Requirement => Starting at the first line and ending at the last, reproduce the records below exactly.

Supplied data Start Marker

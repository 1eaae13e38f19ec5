//! Height measurement for pagination.
//!
//! The paginator never lays out markup itself. It asks a [`Measure`]
//! implementation how tall a run of blocks renders inside the preview chrome,
//! through a [`MeasurementSurface`] that is attached for the duration of one
//! pass and detached when it goes out of scope.

use crate::dom::parse_html;
use crate::error::{Error, Result};
use crate::fonts::FontManager;
use crate::layout::compute_layout;
use crate::style::build_styled_tree;

/// Something that can report the rendered height of editor markup.
pub trait Measure {
    /// Prepare the surface before the first measurement of a pass.
    fn attach(&mut self) -> Result<()> {
        Ok(())
    }

    /// Rendered height in CSS px of `markup` inside the preview chrome, on a
    /// surface `width` px wide.
    fn measure(&mut self, markup: &str, width: f32) -> Result<f32>;

    /// Tear the surface down. Called exactly once per successful `attach`.
    fn detach(&mut self) {}
}

/// Wrap block markup the way one preview page does, so the measured height
/// includes the page padding.
pub fn wrap_in_preview_chrome(markup: &str) -> String {
    format!(r#"<div class="p-8"><div class="ql-editor">{markup}</div></div>"#)
}

/// [`Measure`] backed by the layout engine.
pub struct LayoutMeasurer {
    fonts: FontManager,
    attached: bool,
}

impl LayoutMeasurer {
    pub fn new() -> Self {
        Self::with_fonts(FontManager::default())
    }

    pub fn with_fonts(fonts: FontManager) -> Self {
        Self {
            fonts,
            attached: false,
        }
    }

    pub fn is_attached(&self) -> bool {
        self.attached
    }
}

impl Default for LayoutMeasurer {
    fn default() -> Self {
        Self::new()
    }
}

impl Measure for LayoutMeasurer {
    fn attach(&mut self) -> Result<()> {
        self.attached = true;
        Ok(())
    }

    fn measure(&mut self, markup: &str, width: f32) -> Result<f32> {
        if !self.attached {
            return Err(Error::Measurement("surface is not attached".into()));
        }
        if width.is_nan() || width <= 0.0 {
            return Err(Error::Measurement(format!("invalid surface width {width}")));
        }
        let dom = parse_html(&wrap_in_preview_chrome(markup));
        let styled = build_styled_tree(&dom, None);
        let tree = compute_layout(&styled, width, &self.fonts)
            .map_err(|e| Error::Measurement(e.to_string()))?;
        Ok(tree.height)
    }

    fn detach(&mut self) {
        self.attached = false;
    }
}

/// Scoped measurement surface: attached on creation, detached on drop.
pub struct MeasurementSurface<'m, M: Measure + ?Sized> {
    measurer: &'m mut M,
    width: f32,
}

impl<'m, M: Measure + ?Sized> MeasurementSurface<'m, M> {
    pub fn open(measurer: &'m mut M, width: f32) -> Result<Self> {
        measurer.attach()?;
        log::debug!("Measurement surface attached ({width:.0}px wide)");
        Ok(Self { measurer, width })
    }

    pub fn measure(&mut self, markup: &str) -> Result<f32> {
        self.measurer.measure(markup, self.width)
    }
}

impl<M: Measure + ?Sized> Drop for MeasurementSurface<'_, M> {
    fn drop(&mut self) {
        self.measurer.detach();
        log::debug!("Measurement surface detached");
    }
}

#[cfg(test)]
mod tests {
    use super::*;

    #[derive(Default)]
    struct Counting {
        attached: u32,
        detached: u32,
    }

    impl Measure for Counting {
        fn attach(&mut self) -> Result<()> {
            self.attached += 1;
            Ok(())
        }

        fn measure(&mut self, markup: &str, _width: f32) -> Result<f32> {
            Ok(markup.len() as f32)
        }

        fn detach(&mut self) {
            self.detached += 1;
        }
    }

    #[test]
    fn surface_detaches_on_drop() {
        let mut m = Counting::default();
        {
            let mut surface = MeasurementSurface::open(&mut m, 100.0).unwrap();
            assert_eq!(surface.measure("abc").unwrap(), 3.0);
        }
        assert_eq!((m.attached, m.detached), (1, 1));
    }

    #[test]
    fn layout_measurer_includes_chrome_padding() {
        let mut m = LayoutMeasurer::new();
        let mut surface = MeasurementSurface::open(&mut m, 794.0).unwrap();
        let empty = surface.measure("").unwrap();
        let one = surface.measure("<p>Hello</p>").unwrap();
        assert!((empty - 64.0).abs() < 0.01);
        assert!((one - (64.0 + 22.72)).abs() < 0.01);
    }

    #[test]
    fn detached_measurer_refuses() {
        let mut m = LayoutMeasurer::new();
        assert!(m.measure("<p>x</p>", 794.0).is_err());
        {
            let _surface = MeasurementSurface::open(&mut m, 794.0).unwrap();
        }
        assert!(!m.is_attached());
    }
}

Supplied data End Marker

Response =>
repository 1eaae13e38f19ec5
//! Height measurement for pagination.
//!
//! The paginator never lays out markup itself. It asks a [`Measure`]
//! implementation how tall a run of blocks renders inside the preview chrome,
//! through a [`MeasurementSurface`] that is attached for the duration of one
//! pass and detached when it goes out of scope.

use crate::dom::parse_html;
use crate::error::{Error, Result};
use crate::fonts::FontManager;
use crate::layout::compute_layout;
use crate::style::build_styled_tree;

/// Something that can report the rendered height of editor markup.
pub trait Measure {
    /// Prepare the surface before the first measurement of a pass.
    fn attach(&mut self) -> Result<()> {
        Ok(())
    }

    /// Rendered height in CSS px of `markup` inside the preview chrome, on a
    /// surface `width` px wide.
    fn measure(&mut self, markup: &str, width: f32) -> Result<f32>;

    /// Tear the surface down. Called exactly once per successful `attach`.
    fn detach(&mut self) {}
}

/// Wrap block markup the way one preview page does, so the measured height
/// includes the page padding.
pub fn wrap_in_preview_chrome(markup: &str) -> String {
    format!(r#"<div class="p-8"><div class="ql-editor">{markup}</div></div>"#)
}

/// [`Measure`] backed by the layout engine.
pub struct LayoutMeasurer {
    fonts: FontManager,
    attached: bool,
}

impl LayoutMeasurer {
    pub fn new() -> Self {
        Self::with_fonts(FontManager::default())
    }

    pub fn with_fonts(fonts: FontManager) -> Self {
        Self {
            fonts,
            attached: false,
        }
    }

    pub fn is_attached(&self) -> bool {
        self.attached
    }
}

impl Default for LayoutMeasurer {
    fn default() -> Self {
        Self::new()
    }
}

impl Measure for LayoutMeasurer {
    fn attach(&mut self) -> Result<()> {
        self.attached = true;
        Ok(())
    }

    fn measure(&mut self, markup: &str, width: f32) -> Result<f32> {
        if !self.attached {
            return Err(Error::Measurement("surface is not attached".into()));
        }
        if width.is_nan() || width <= 0.0 {
            return Err(Error::Measurement(format!("invalid surface width {width}")));
        }
        let dom = parse_html(&wrap_in_preview_chrome(markup));
        let styled = build_styled_tree(&dom, None);
        let tree = compute_layout(&styled, width, &self.fonts)
            .map_err(|e| Error::Measurement(e.to_string()))?;
        Ok(tree.height)
    }

    fn detach(&mut self) {
        self.attached = false;
    }
}

/// Scoped measurement surface: attached on creation, detached on drop.
pub struct MeasurementSurface<'m, M: Measure + ?Sized> {
    measurer: &'m mut M,
    width: f32,
}

impl<'m, M: Measure + ?Sized> MeasurementSurface<'m, M> {
    pub fn open(measurer: &'m mut M, width: f32) -> Result<Self> {
        measurer.attach()?;
        log::debug!("Measurement surface attached ({width:.0}px wide)");
        Ok(Self { measurer, width })
    }

    pub fn measure(&mut self, markup: &str) -> Result<f32> {
        self.measurer.measure(markup, self.width)
    }
}

impl<M: Measure + ?Sized> Drop for MeasurementSurface<'_, M> {
    fn drop(&mut self) {
        self.measurer.detach();
        log::debug!("Measurement surface detached");
    }
}

#[cfg(test)]
mod tests {
    use super::*;

    #[derive(Default)]
    struct Counting {
        attached: u32,
        detached: u32,
    }

    impl Measure for Counting {
        fn attach(&mut self) -> Result<()> {
            self.attached += 1;
            Ok(())
        }

        fn measure(&mut self, markup: &str, _width: f32) -> Result<f32> {
            Ok(markup.len() as f32)
        }

        fn detach(&mut self) {
            self.detached += 1;
        }
    }

    #[test]
    fn surface_detaches_on_drop() {
        let mut m = Counting::default();
        {
            let mut surface = MeasurementSurface::open(&mut m, 100.0).unwrap();
            assert_eq!(surface.measure("abc").unwrap(), 3.0);
        }
        assert_eq!((m.attached, m.detached), (1, 1));
    }

    #[test]
    fn layout_measurer_includes_chrome_padding() {
        let mut m = LayoutMeasurer::new();
        let mut surface = MeasurementSurface::open(&mut m, 794.0).unwrap();
        let empty = surface.measure("").unwrap();
        let one = surface.measure("<p>Hello</p>").unwrap();
        assert!((empty - 64.0).abs() < 0.01);
        assert!((one - (64.0 + 22.72)).abs() < 0.01);
    }

    #[test]
    fn detached_measurer_refuses() {
        let mut m = LayoutMeasurer::new();
        assert!(m.measure("<p>x</p>", 794.0).is_err());
        {
            let _surface = MeasurementSurface::open(&mut m, 794.0).unwrap();
        }
        assert!(!m.is_attached());
    }
}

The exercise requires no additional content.